# DEZEMBER

In this notebook, the preprocessed VACC corpus is annotated for the DEZEMBER alternation, i.e., all alternating instances of "dezember" and "zwölf" are tagged in the data. Subsequently, a dataset is prepared for modelling, i.e., all relevant variables (e.g., which variant was used in the previous slot?) from the tagged choice contexts are extracted or calculated. Further, the annotated instances are cross-tabulated and a switch rate plot is generated for the Descriptive Statistics part in the thesis.

As mentioned, the actual data used in the doctoral thesis needs to be requested from Ingo Siegert and subsequently preprocessed using the "VACC" notebook in the corresponding folder.

However, the dummy dataset provided for the "VACC" notebook generates a dataset that can also be used to execute this very notebook. 

Refer to the relevant chapter in the doctoral thesis for further explanation of the steps below. 

In [None]:
#importing relevant modules
import pandas as pd, sys, os, shutil, warnings
warnings.filterwarnings('ignore') 

#informing Python about a custom code directory and importing some of the modules from there
sys.path.append("../../Code/")
import annotation, quantification, persistence

In [None]:
#defining name of the alternation set and establishing its variants
alternating = "DEZEMBER"
alternation_set = ["dezember", "zwölf"]

## Annotation

Annotation is typically done in multiple sessions. Hence, after each instance that you have annotated you may decide to end the session in which case everything tagged so far is saved.

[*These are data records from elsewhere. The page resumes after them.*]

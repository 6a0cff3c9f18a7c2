use std::collections::BTreeMap;
use std::path::{Path, PathBuf};

use anyhow::Context as _;
use clap::{Args, Parser, Subcommand, ValueEnum};
use tracing_subscriber::{EnvFilter, fmt, prelude::*};

#[derive(Parser, Debug)]
#[command(name = "lipsync", version)]
struct Cli {
    /// Increase log verbosity (-v info, -vv debug). `RUST_LOG` takes precedence.
    #[arg(short, long, action = clap::ArgAction::Count, global = true)]
    verbose: u8,

    #[command(subcommand)]
    cmd: Command,
}

#[derive(Subcommand, Debug)]
enum Command {
    /// Sample Rhubarb mouth cues into a per-frame weight timeline (JSON).
    Timeline(TimelineArgs),
    /// Build a full render plan: mouth weights plus active animation segments per frame.
    Plan(PlanArgs),
    /// Print the clip-local time of one frame inside a segment.
    LocalTime(LocalTimeArgs),
}

#[derive(Args, Debug)]
struct TimingArgs {
    /// JSON config file; explicit flags override its values.
    #[arg(long)]
    config: Option<PathBuf>,

    /// Output frame rate.
    #[arg(long)]
    fps: Option<u32>,

    /// Cross-fade length at the end of each cue, in seconds.
    #[arg(long)]
    blend_window: Option<f64>,

    /// Hold time after the analysed audio, in seconds.
    #[arg(long)]
    tail_padding: Option<f64>,

    /// Enable frame-level parallelism.
    #[arg(long, default_value_t = false)]
    parallel: bool,

    /// Override rayon worker threads (parallel mode only).
    #[arg(long)]
    threads: Option<usize>,
}

#[derive(Parser, Debug)]
struct TimelineArgs {
    /// Rhubarb Lip Sync JSON output.
    #[arg(long)]
    cues: PathBuf,

    /// Output JSON path.
    #[arg(long)]
    out: PathBuf,

    #[command(flatten)]
    timing: TimingArgs,
}

#[derive(Parser, Debug)]
struct PlanArgs {
    /// Rhubarb Lip Sync JSON output.
    #[arg(long)]
    cues: PathBuf,

    /// JSON array of animation segments.
    #[arg(long)]
    segments: PathBuf,

    /// JSON object mapping `source` or `source/clip` to clip duration in seconds.
    #[arg(long)]
    durations: PathBuf,

    /// Output JSON path.
    #[arg(long)]
    out: PathBuf,

    /// How overlapping segments are combined.
    #[arg(long, value_enum)]
    policy: Option<PolicyArg>,

    #[command(flatten)]
    timing: TimingArgs,
}

#[derive(Parser, Debug)]
struct LocalTimeArgs {
    /// Output frame index (0-based).
    #[arg(long)]
    frame: u64,

    /// Segment start on the output timeline, in seconds.
    #[arg(long)]
    start: f64,

    /// Source clip duration in seconds.
    #[arg(long)]
    clip_duration: f64,

    /// Output frame rate.
    #[arg(long, default_value_t = 30)]
    fps: u32,

    /// Wrap around at the end of the clip instead of holding the last pose.
    #[arg(long = "loop", default_value_t = false)]
    looped: bool,
}

#[derive(Clone, Copy, Debug, ValueEnum)]
enum PolicyArg {
    First,
    Last,
    Weighted,
}

impl From<PolicyArg> for lipsync::CompositionPolicy {
    fn from(p: PolicyArg) -> Self {
        match p {
            PolicyArg::First => Self::FirstWins,
            PolicyArg::Last => Self::LastWins,
            PolicyArg::Weighted => Self::Weighted,
        }
    }
}

fn main() -> anyhow::Result<()> {
    let cli = Cli::parse();
    init_tracing(cli.verbose);
    match cli.cmd {
        Command::Timeline(args) => cmd_timeline(args),
        Command::Plan(args) => cmd_plan(args),
        Command::LocalTime(args) => cmd_local_time(args),
    }
}

fn init_tracing(verbose: u8) {
    let default_level = match verbose {
        0 => "warn",
        1 => "info",
        _ => "debug",
    };
    let env_filter =
        EnvFilter::try_from_default_env().unwrap_or_else(|_| EnvFilter::new(default_level));
    tracing_subscriber::registry()
        .with(
            fmt::layer()
                .with_writer(std::io::stderr)
                .with_target(false),
        )
        .with(env_filter)
        .init();
}

fn load_config(timing: &TimingArgs) -> anyhow::Result<lipsync::PlanConfig> {
    let mut cfg = match &timing.config {
        Some(path) => lipsync::PlanConfig::from_path(path)?,
        None => lipsync::PlanConfig::default(),
    };
    if let Some(fps) = timing.fps {
        cfg.timeline.fps = lipsync::Fps::new(fps, 1)?;
    }
    if let Some(w) = timing.blend_window {
        cfg.timeline.blend_window = w;
    }
    if let Some(p) = timing.tail_padding {
        cfg.timeline.tail_padding = p;
    }
    if timing.parallel {
        cfg.timeline.parallel = true;
    }
    if timing.threads.is_some() {
        cfg.timeline.threads = timing.threads;
    }
    cfg.timeline.validate()?;
    tracing::debug!(?cfg, "resolved config");
    Ok(cfg)
}

fn cmd_timeline(args: TimelineArgs) -> anyhow::Result<()> {
    let cfg = load_config(&args.timing)?;
    let cues = lipsync::CueSet::from_rhubarb_path(&args.cues)?;
    let timeline = lipsync::build_timeline(&cues, &cfg.timeline)?;

    let json = serde_json::to_string_pretty(&timeline).context("serialize timeline")?;
    write_output(&args.out, &json)?;

    tracing::info!(frames = timeline.len(), "timeline written");
    eprintln!("wrote {}", args.out.display());
    Ok(())
}

fn cmd_plan(args: PlanArgs) -> anyhow::Result<()> {
    let mut cfg = load_config(&args.timing)?;
    if let Some(policy) = args.policy {
        cfg.policy = policy.into();
    }

    let cues = lipsync::CueSet::from_rhubarb_path(&args.cues)?;
    let segments: Vec<lipsync::Segment> = read_json(&args.segments)?;
    let durations: BTreeMap<String, f64> = read_json(&args.durations)?;

    let plan = lipsync::build_render_plan(&cues, &segments, &durations, &cfg)?;
    plan.write_json(&args.out)?;

    tracing::info!(frames = plan.total_frames, "render plan written");
    eprintln!("wrote {}", args.out.display());
    Ok(())
}

fn cmd_local_time(args: LocalTimeArgs) -> anyhow::Result<()> {
    let fps = lipsync::Fps::new(args.fps, 1)?;
    let t = lipsync::local_time(
        lipsync::FrameIndex(args.frame),
        fps,
        args.start,
        args.clip_duration,
        args.looped,
    );
    println!("{t}");
    Ok(())
}

fn read_json<T: serde::de::DeserializeOwned>(path: &Path) -> anyhow::Result<T> {
    let bytes = std::fs::read(path).with_context(|| format!("read '{}'", path.display()))?;
    serde_json::from_slice(&bytes).with_context(|| format!("parse JSON '{}'", path.display()))
}

fn write_output(path: &Path, contents: &str) -> anyhow::Result<()> {
    if let Some(parent) = path.parent()
        && !parent.as_os_str().is_empty()
    {
        std::fs::create_dir_all(parent)
            .with_context(|| format!("create output dir '{}'", parent.display()))?;
    }
    std::fs::write(path, contents).with_context(|| format!("write '{}'", path.display()))
}
use super::*;

#[test]
fn display_prefixes_are_stable() {
    assert!(
        LipsyncError::validation("x")
            .to_string()
            .contains("validation error:")
    );
    assert!(
        LipsyncError::evaluation("x")
            .to_string()
            .contains("evaluation error:")
    );
    assert!(
        LipsyncError::serde("x")
            .to_string()
            .contains("serialization error:")
    );
    assert!(
        LipsyncError::EmptyAnalysisResult
            .to_string()
            .contains("empty analysis result")
    );
}

#[test]
fn invalid_segment_names_the_index() {
    let err = LipsyncError::invalid_segment(3, "end precedes start");
    assert_eq!(err.to_string(), "invalid segment #3: end precedes start");
    assert!(matches!(err, LipsyncError::InvalidSegment { index: 3, .. }));
}

#[test]
fn other_preserves_source() {
    let base = std::io::Error::other("boom");
    let err = LipsyncError::Other(anyhow::Error::new(base));
    assert!(err.to_string().contains("boom"));
}
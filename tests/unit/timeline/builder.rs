use super::*;
use crate::cue::shape::{Shape, silence};

fn short_set() -> CueSet {
    CueSet::new(
        vec![Cue::new(0.0, Shape::A, 0.1), Cue::new(0.1, Shape::D, 0.1)],
        0.2,
    )
}

#[test]
fn frame_count_includes_tail_padding() {
    let tl = build_timeline(&short_set(), &TimelineConfig::default()).unwrap();
    assert_eq!(tl.len(), 21);
    assert_eq!(tl.range().len_frames(), 21);
    assert_eq!(tl.fps(), Fps::new(30, 1).unwrap());
}

#[test]
fn frames_are_indexed_in_order() {
    let tl = build_timeline(&short_set(), &TimelineConfig::default()).unwrap();
    for (i, rec) in tl.iter().enumerate() {
        assert_eq!(rec.frame, FrameIndex(i as u64));
    }
}

#[test]
fn trailing_frames_hold_last_shape() {
    let tl = build_timeline(&short_set(), &TimelineConfig::default()).unwrap();
    let last = tl.weights_at(FrameIndex(20)).unwrap();
    assert_eq!(*last, Shape::D.weights());
    assert!(tl.get(FrameIndex(21)).is_none());
}

#[test]
fn leading_silence_before_first_cue() {
    let set = CueSet::new(vec![Cue::new(0.5, Shape::C, 0.2)], 0.7);
    let tl = build_timeline(&set, &TimelineConfig::default()).unwrap();
    assert_eq!(*tl.weights_at(FrameIndex(0)).unwrap(), silence());
    assert_eq!(*tl.weights_at(FrameIndex(14)).unwrap(), silence());
    assert_eq!(*tl.weights_at(FrameIndex(15)).unwrap(), Shape::C.weights());
}

#[test]
fn empty_cue_set_is_rejected() {
    let set = CueSet::new(vec![], 1.0);
    let err = build_timeline(&set, &TimelineConfig::default()).unwrap_err();
    assert!(matches!(err, LipsyncError::EmptyAnalysisResult));
}

#[test]
fn oversized_duration_is_a_validation_error() {
    let set = CueSet::new(vec![Cue::new(0.0, Shape::A, 0.1)], 1e17);
    let err = build_timeline(&set, &TimelineConfig::default()).unwrap_err();
    assert!(matches!(err, LipsyncError::Validation(_)));
    assert!(err.to_string().contains("limit"));

    let parallel = TimelineConfig {
        parallel: true,
        ..TimelineConfig::default()
    };
    assert!(build_timeline(&set, &parallel).is_err());
}

#[test]
fn frame_limit_is_inclusive() {
    let fps = Fps::new(1000, 1).unwrap();
    let config = TimelineConfig {
        fps,
        tail_padding: 0.0,
        ..TimelineConfig::default()
    };
    let at_limit = CueSet::new(vec![Cue::new(0.0, Shape::A, 0.1)], 1000.0);
    assert_eq!(config.total_frames(at_limit.duration), MAX_TIMELINE_FRAMES);
    assert!(build_timeline(&at_limit, &config).is_ok());

    let past_limit = CueSet::new(vec![Cue::new(0.0, Shape::A, 0.1)], 1000.001);
    assert!(build_timeline(&past_limit, &config).is_err());
}

#[test]
fn parallel_matches_sequential() {
    let set = CueSet::new(
        vec![
            Cue::new(0.0, Shape::X, 0.2),
            Cue::new(0.2, Shape::B, 0.15),
            Cue::new(0.35, Shape::E, 0.3),
            Cue::new(0.65, Shape::F, 0.4),
        ],
        1.05,
    );
    let seq = build_timeline(&set, &TimelineConfig::default()).unwrap();
    let par = build_timeline(
        &set,
        &TimelineConfig {
            parallel: true,
            threads: Some(2),
            ..TimelineConfig::default()
        },
    )
    .unwrap();
    assert_eq!(seq, par);
}

#[test]
fn config_validation_rejects_bad_values() {
    let bad_fps = TimelineConfig {
        fps: Fps { num: 0, den: 1 },
        ..TimelineConfig::default()
    };
    assert!(bad_fps.validate().is_err());

    let bad_window = TimelineConfig {
        blend_window: -0.1,
        ..TimelineConfig::default()
    };
    assert!(bad_window.validate().is_err());

    let bad_threads = TimelineConfig {
        threads: Some(0),
        ..TimelineConfig::default()
    };
    assert!(bad_threads.validate().is_err());
}

#[test]
fn config_deserializes_with_defaults() {
    let cfg: TimelineConfig = serde_json::from_str(r#"{ "fps": 24 }"#).unwrap();
    assert_eq!(cfg.fps, Fps { num: 24, den: 1 });
    assert_eq!(cfg.blend_window, DEFAULT_BLEND_WINDOW);
    assert_eq!(cfg.tail_padding, DEFAULT_TAIL_PADDING);
    assert!(!cfg.parallel);
}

When starting the next session, you will only be assigned the remaining instances, i.e., those cases that have not been annotated thus far.

### Preparations

The first step presupposes that the "VACC" notebook was executed, either using the actual data or the dummy dataset.

In [None]:
#copying the preprocessed corpus file into the folder "Quantitative_analysis/Annotated_datasets"
#a separate copy for annotation is deemed safer than modifying the persistence-tagged corpus 
source_file = "../../VACC/3_Persistence_tagged/Persistence_VACC_all.csv"
destination_directory = "../Annotated_datasets/"

destination_file = os.path.join(destination_directory, "VACC.csv")

if not os.path.exists(destination_file):
    shutil.copy2(source_file, destination_file)
    print("File moved.")
else:
    print("File already exists.")

In [None]:
#reading in the (copied) corpus file
df = pd.read_csv("../Annotated_datasets/VACC.csv", sep=",", index_col=0)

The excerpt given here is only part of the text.